• **Task description**
Search the material and gather each line with "NNNNNN" in it.

• **Exercise input**
//! Grouping of decoded tokens into ECI-tagged segments, text rendering and
//! symbology identifier derivation.

use encoding_rs::Encoding;
use log::trace;

use crate::decoder::bitstream::Token;
use crate::decoder::structured_append::StructuredAppendInfo;

/// ASCII group separator, emitted for FNC1 markers that act as field
/// separators rather than symbology modifiers.
const GS: u8 = 0x1D;

/// Rendering modes for [`Content::text`].
#[derive(Debug, Clone, Copy, PartialEq, Eq)]
pub enum TextMode {
    /// Per-segment charset rendering; the default charset is ISO-8859-1.
    Plain,
    /// Uppercase space-separated dump of the raw content bytes.
    Hex,
    /// ECI-annotated rendering: `\NNNNNN` designator prefixes per segment,
    /// backslashes doubled, output transcoded to UTF-8 (ECI 000026).
    Eci,
}

/// A maximal run of content bytes under one active ECI designator.
#[derive(Debug, Clone, Default, PartialEq, Eq)]
pub struct Segment {
    /// Active designator; `None` for the implicit leading segment.
    pub eci: Option<u32>,
    /// Raw content bytes of the run.
    pub bytes: Vec<u8>,
}

/// The recovered message: ordered segments plus the symbology modifier
/// accumulated while classifying FNC1 markers.
#[derive(Debug, Clone, PartialEq, Eq)]
pub struct Content {
    segments: Vec<Segment>,
    modifier: u8,
    has_eci: bool,
}

impl Content {
    /// Group `tokens` into segments and classify FNC1 markers by position.
    ///
    /// An FNC1 before any content byte marks GS1 data; one after a single
    /// uppercase letter or exactly two digits marks AIM application data
    /// (both are consumed); anywhere else it becomes a literal GS byte.
    /// Token positions are counted after structured-append removal, so the
    /// sequencing prefix never primes the classification.
    pub(crate) fn assemble(tokens: &[Token], structured_append: bool) -> Self {
        let mut segments = vec![Segment::default()];
        let mut modifier = 0u8;
        let mut has_eci = false;
        let mut head = Vec::with_capacity(2);
        let mut byte_count = 0usize;

        fn push_byte(segments: &mut [Segment], head: &mut Vec<u8>, count: &mut usize, byte: u8) {
            if *count < 2 {
                head.push(byte);
            }
            *count += 1;
            segments.last_mut().expect("never empty").bytes.push(byte);
        }

        for &token in tokens {
            match token {
                Token::Char(byte) | Token::Byte(byte) => {
                    push_byte(&mut segments, &mut head, &mut byte_count, byte);
                }
                Token::Eci(eci) => {
                    has_eci = true;
                    segments.push(Segment {
                        eci: Some(eci),
                        bytes: Vec::new(),
                    });
                }
                Token::Fnc1 => {
                    if byte_count == 0 {
                        modifier = 1;
                    } else if byte_count == 1 && head[0].is_ascii_uppercase() {
                        modifier = 2;
                    } else if byte_count == 2
                        && head[0].is_ascii_digit()
                        && head[1].is_ascii_digit()
                    {
                        modifier = 2;
                    } else {
                        push_byte(&mut segments, &mut head, &mut byte_count, GS);
                    }
                }
            }
        }

        if structured_append {
            modifier += 6;
        }
        trace!("assembled {} segments, modifier {modifier}", segments.len());
        Self {
            segments,
            modifier,
            has_eci,
        }
    }

    /// Ordered content segments, including empty ones.
    pub fn segments(&self) -> &[Segment] {
        &self.segments
    }

    /// True when an explicit ECI designator switch occurred.
    pub fn has_eci(&self) -> bool {
        self.has_eci
    }

    /// All content bytes in order, ignoring segment boundaries.
    pub fn bytes(&self) -> Vec<u8> {
        self.segments
            .iter()
            .flat_map(|segment| segment.bytes.iter().copied())
            .collect()
    }

    /// Symbology identifier, always matching `]z[0-9A-F]`.
    ///
    /// The modifier nibble is 0/1/2 for plain/GS1/AIM content, plus 6 for a
    /// recognized structured-append header. The ECI-bearing variants (+3)
    /// appear only in ECI-annotated renderings, not here.
    pub fn symbology_identifier(&self) -> String {
        format!("]z{}", hex_digit(self.modifier))
    }

    /// Render the content in the requested mode.
    pub fn text(&self, mode: TextMode) -> String {
        match mode {
            TextMode::Plain => self
                .segments
                .iter()
                .map(|segment| decode_segment(segment))
                .collect(),
            TextMode::Hex => {
                let bytes = self.bytes();
                let mut out = String::with_capacity(bytes.len() * 3);
                for (i, byte) in bytes.iter().enumerate() {
                    if i > 0 {
                        out.push(' ');
                    }
                    out.push_str(&format!("{byte:02X}"));
                }
                out
            }
            TextMode::Eci => {
                let mut out = format!("]z{}", hex_digit(self.modifier + 3));
                for segment in &self.segments {
                    if segment.bytes.is_empty() {
                        continue;
                    }
                    // The output itself is UTF-8, so every run reports ECI 26.
                    out.push_str("\\000026");
                    out.push_str(&decode_segment(segment).replace('\\', "\\\\"));
                }
                out
            }
        }
    }

    /// Raw bytes prefixed with the symbology identifier; when explicit ECIs
    /// are present, each segment carries its `\NNNNNN` designator and
    /// backslashes are doubled.
    pub fn bytes_eci(&self) -> Vec<u8> {
        if !self.has_eci {
            let mut out = self.symbology_identifier().into_bytes();
            out.extend(self.bytes());
            return out;
        }
        let mut out = format!("]z{}", hex_digit(self.modifier + 3)).into_bytes();
        for segment in &self.segments {
            if let Some(eci) = segment.eci {
                out.extend(format!("\\{eci:06}").into_bytes());
            }
            for &byte in &segment.bytes {
                out.push(byte);
                if byte == b'\\' {
                    out.push(byte);
                }
            }
        }
        out
    }
}

fn hex_digit(value: u8) -> char {
    b"0123456789ABCDEF"[value as usize & 0xF] as char
}

/// Decode one segment to text using its ECI charset.
fn decode_segment(segment: &Segment) -> String {
    match segment.eci.and_then(encoding_for_eci) {
        Some(encoding) => encoding
            .decode_without_bom_handling(&segment.bytes)
            .0
            .into_owned(),
        // The implicit default charset is true ISO-8859-1 (not the
        // windows-1252 superset), so map bytes straight to code points.
        None => segment.bytes.iter().map(|&b| char::from(b)).collect(),
    }
}

/// Charset for an ECI designator. `None` falls back to the Latin-1 default,
/// which also covers the CP437 (0, 2) and ASCII (27) assignments that
/// `encoding_rs` does not carry.
fn encoding_for_eci(eci: u32) -> Option<&'static Encoding> {
    use encoding_rs::*;
    match eci {
        4 => Some(ISO_8859_2),
        5 => Some(ISO_8859_3),
        6 => Some(ISO_8859_4),
        7 => Some(ISO_8859_5),
        8 => Some(ISO_8859_6),
        9 => Some(ISO_8859_7),
        10 => Some(ISO_8859_8),
        11 => Some(WINDOWS_1254), // ISO-8859-9 superset
        12 => Some(ISO_8859_10),
        13 => Some(WINDOWS_874), // ISO-8859-11 superset
        15 => Some(ISO_8859_13),
        16 => Some(ISO_8859_14),
        17 => Some(ISO_8859_15),
        18 => Some(ISO_8859_16),
        20 => Some(SHIFT_JIS),
        21 => Some(WINDOWS_1250),
        22 => Some(WINDOWS_1251),
        23 => Some(WINDOWS_1252),
        24 => Some(WINDOWS_1256),
        25 => Some(UTF_16BE),
        26 => Some(UTF_8),
        28 => Some(BIG5),
        29 => Some(GB18030),
        30 => Some(EUC_KR),
        _ => None,
    }
}

/// Fully decoded Aztec symbol.
#[derive(Debug, Clone, PartialEq, Eq)]
pub struct DecodedSymbol {
    /// The recovered message.
    pub content: Content,
    /// Structured-append position, or defaults when absent.
    pub structured_append: StructuredAppendInfo,
    /// Reader-initialisation flag carried over from the symbol parameters.
    pub reader_init: bool,
    /// Mirror flag carried over from the symbol parameters.
    pub mirrored: bool,
}

impl DecodedSymbol {
    /// Plain-charset rendering of the message.
    pub fn text(&self) -> String {
        self.content.text(TextMode::Plain)
    }

    /// Shorthand for [`Content::symbology_identifier`].
    pub fn symbology_identifier(&self) -> String {
        self.content.symbology_identifier()
    }
}

#[cfg(test)]
mod tests {
    use super::*;

    fn chars(text: &str) -> Vec<Token> {
        text.bytes().map(Token::Char).collect()
    }

    #[test]
    fn test_plain_content() {
        let content = Content::assemble(&chars("AB"), false);
        assert_eq!(content.symbology_identifier(), "]z0");
        assert_eq!(content.text(TextMode::Plain), "AB");
        assert_eq!(content.text(TextMode::Hex), "41 42");
        assert!(!content.has_eci());
    }

    #[test]
    fn test_gs1_first_position() {
        let mut tokens = vec![Token::Fnc1];
        tokens.extend(chars("2001"));
        let content = Content::assemble(&tokens, false);
        assert_eq!(content.symbology_identifier(), "]z1");
        assert_eq!(content.text(TextMode::Plain), "2001");
    }

    #[test]
    fn test_aim_after_single_letter() {
        let mut tokens = chars("A");
        tokens.push(Token::Fnc1);
        tokens.extend(chars("B"));
        let content = Content::assemble(&tokens, false);
        assert_eq!(content.symbology_identifier(), "]z2");
        assert_eq!(content.text(TextMode::Plain), "AB");
    }

    #[test]
    fn test_aim_after_two_digits() {
        let mut tokens = chars("99");
        tokens.push(Token::Fnc1);
        tokens.extend(chars("B"));
        let content = Content::assemble(&tokens, false);
        assert_eq!(content.symbology_identifier(), "]z2");
        assert_eq!(content.text(TextMode::Plain), "99B");
    }

    #[test]
    fn test_fnc1_elsewhere_is_group_separator() {
        let mut tokens = chars("AB");
        tokens.push(Token::Fnc1);
        tokens.extend(chars("C"));
        let content = Content::assemble(&tokens, false);
        assert_eq!(content.symbology_identifier(), "]z0");
        assert_eq!(content.text(TextMode::Plain), "AB\u{1d}C");
    }

    #[test]
    fn test_single_digit_does_not_prime_aim() {
        let mut tokens = chars("1");
        tokens.push(Token::Fnc1);
        tokens.extend(chars("A"));
        let content = Content::assemble(&tokens, false);
        assert_eq!(content.symbology_identifier(), "]z0");
        assert_eq!(content.text(TextMode::Plain), "1\u{1d}A");
    }

    #[test]
    fn test_structured_append_offsets_modifier() {
        let content = Content::assemble(&chars("A"), true);
        assert_eq!(content.symbology_identifier(), "]z6");
        let mut tokens = vec![Token::Fnc1];
        tokens.extend(chars("X"));
        let content = Content::assemble(&tokens, true);
        assert_eq!(content.symbology_identifier(), "]z7");
    }

    #[test]
    fn test_eci_segments() {
        let mut tokens = vec![Token::Eci(7)];
        tokens.push(Token::Char(0xB0)); // U+0410 in ISO-8859-5
        let content = Content::assemble(&tokens, false);
        assert!(content.has_eci());
        assert_eq!(content.segments().len(), 2);
        assert_eq!(content.text(TextMode::Plain), "\u{0410}");
    }

    #[test]
    fn test_default_charset_is_latin1() {
        let content = Content::assemble(&[Token::Char(0xE9)], false);
        assert_eq!(content.text(TextMode::Plain), "é");
        // 0x80..0x9F map to C1 controls, not windows-1252 typography
        let content = Content::assemble(&[Token::Char(0x80)], false);
        assert_eq!(content.text(TextMode::Plain), "\u{80}");
    }

    #[test]
    fn test_eci_text_mode() {
        let content = Content::assemble(&chars("A"), false);
        assert_eq!(content.text(TextMode::Eci), "]z3\\000026A");

        let mut tokens = vec![Token::Eci(3)];
        tokens.extend(chars("A\\B"));
        tokens.push(Token::Char(0xE9));
        let content = Content::assemble(&tokens, false);
        assert_eq!(content.text(TextMode::Eci), "]z3\\000026A\\\\Bé");
    }

    #[test]
    fn test_bytes_eci() {
        let content = Content::assemble(&chars("A"), false);
        assert_eq!(content.bytes_eci(), b"]z0A");

        let mut tokens = vec![Token::Eci(3)];
        tokens.extend(chars("A\\B"));
        tokens.push(Token::Char(0xE9));
        let content = Content::assemble(&tokens, false);
        assert_eq!(content.bytes_eci(), b"]z3\\000003A\\\\B\xE9");
    }

    #[test]
    fn test_plain_text_round_trips_to_bytes() {
        // Default-charset rendering is bijective: re-encoding the text
        // reproduces the decoded byte stream exactly.
        let tokens: Vec<Token> = [b' ', b'D', b'A', 0x1D, 0xE9, 0x80, 0xFF]
            .into_iter()
            .map(Token::Char)
            .collect();
        let content = Content::assemble(&tokens, false);
        let round_tripped: Vec<u8> = content
            .text(TextMode::Plain)
            .chars()
            .map(|c| u32::from(c) as u8)
            .collect();
        assert_eq!(round_tripped, content.bytes());
    }

    #[test]
    fn test_binary_tokens_render_as_hex() {
        let tokens = [Token::Byte(0x1D), Token::Byte(0xFF)];
        let content = Content::assemble(&tokens, false);
        assert_eq!(content.text(TextMode::Hex), "1D FF");
    }
}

• **Answer to this task**
    /// ECI-annotated rendering: `\NNNNNN` designator prefixes per segment,
    /// are present, each segment carries its `\NNNNNN` designator and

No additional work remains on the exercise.